__TASK ITEM__: All lines in the material below that contain "DynHandler" should be located and copied.

__INPUT MATERIAL__:
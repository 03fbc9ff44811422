//! Typed - 型付き Contract API
//!
//! このモジュールは event type タグの typo を型で排除し、
//! Handler との対応付けを静的に保証します。
//!
//! # 二層構造
//! - **表層（Typed）**: `Contract` trait, `Handler<T>` trait - 型安全
//! - **内部（Dyn）**: `DynHandler` trait - object-safe, type erasure

pub mod contract;
pub mod handler;
pub mod registry;

// 主要な trait/型 を再エクスポート
pub use self::contract::Contract;
pub use self::handler::{DynHandler, Handler, MessageContext, TypedHandler};
pub use self::registry::{HandlerRegistry, RegistryError};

__FINAL ANSWER__:
//! - **内部（Dyn）**: `DynHandler` trait - object-safe, type erasure
pub use self::handler::{DynHandler, Handler, MessageContext, TypedHandler};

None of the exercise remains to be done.